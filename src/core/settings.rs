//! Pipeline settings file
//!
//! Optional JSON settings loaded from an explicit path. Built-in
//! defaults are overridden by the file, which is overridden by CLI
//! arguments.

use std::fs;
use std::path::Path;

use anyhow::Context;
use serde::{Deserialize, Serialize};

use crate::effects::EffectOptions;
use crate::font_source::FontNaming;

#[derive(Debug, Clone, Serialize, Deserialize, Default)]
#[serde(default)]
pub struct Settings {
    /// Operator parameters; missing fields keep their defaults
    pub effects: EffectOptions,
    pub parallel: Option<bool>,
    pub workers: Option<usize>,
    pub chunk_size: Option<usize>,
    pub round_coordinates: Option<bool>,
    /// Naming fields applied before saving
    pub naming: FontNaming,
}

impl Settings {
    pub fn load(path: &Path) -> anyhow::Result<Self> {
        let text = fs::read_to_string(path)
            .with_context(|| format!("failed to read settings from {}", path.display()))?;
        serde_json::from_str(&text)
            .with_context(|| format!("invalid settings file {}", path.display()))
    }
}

··········

- [DIRECTIONS] Show the lines from the data above that contain the string "Serialize".

- [REPLY TO THE TASK]
use serde::{Deserialize, Serialize};
#[derive(Debug, Clone, Serialize, Deserialize, Default)]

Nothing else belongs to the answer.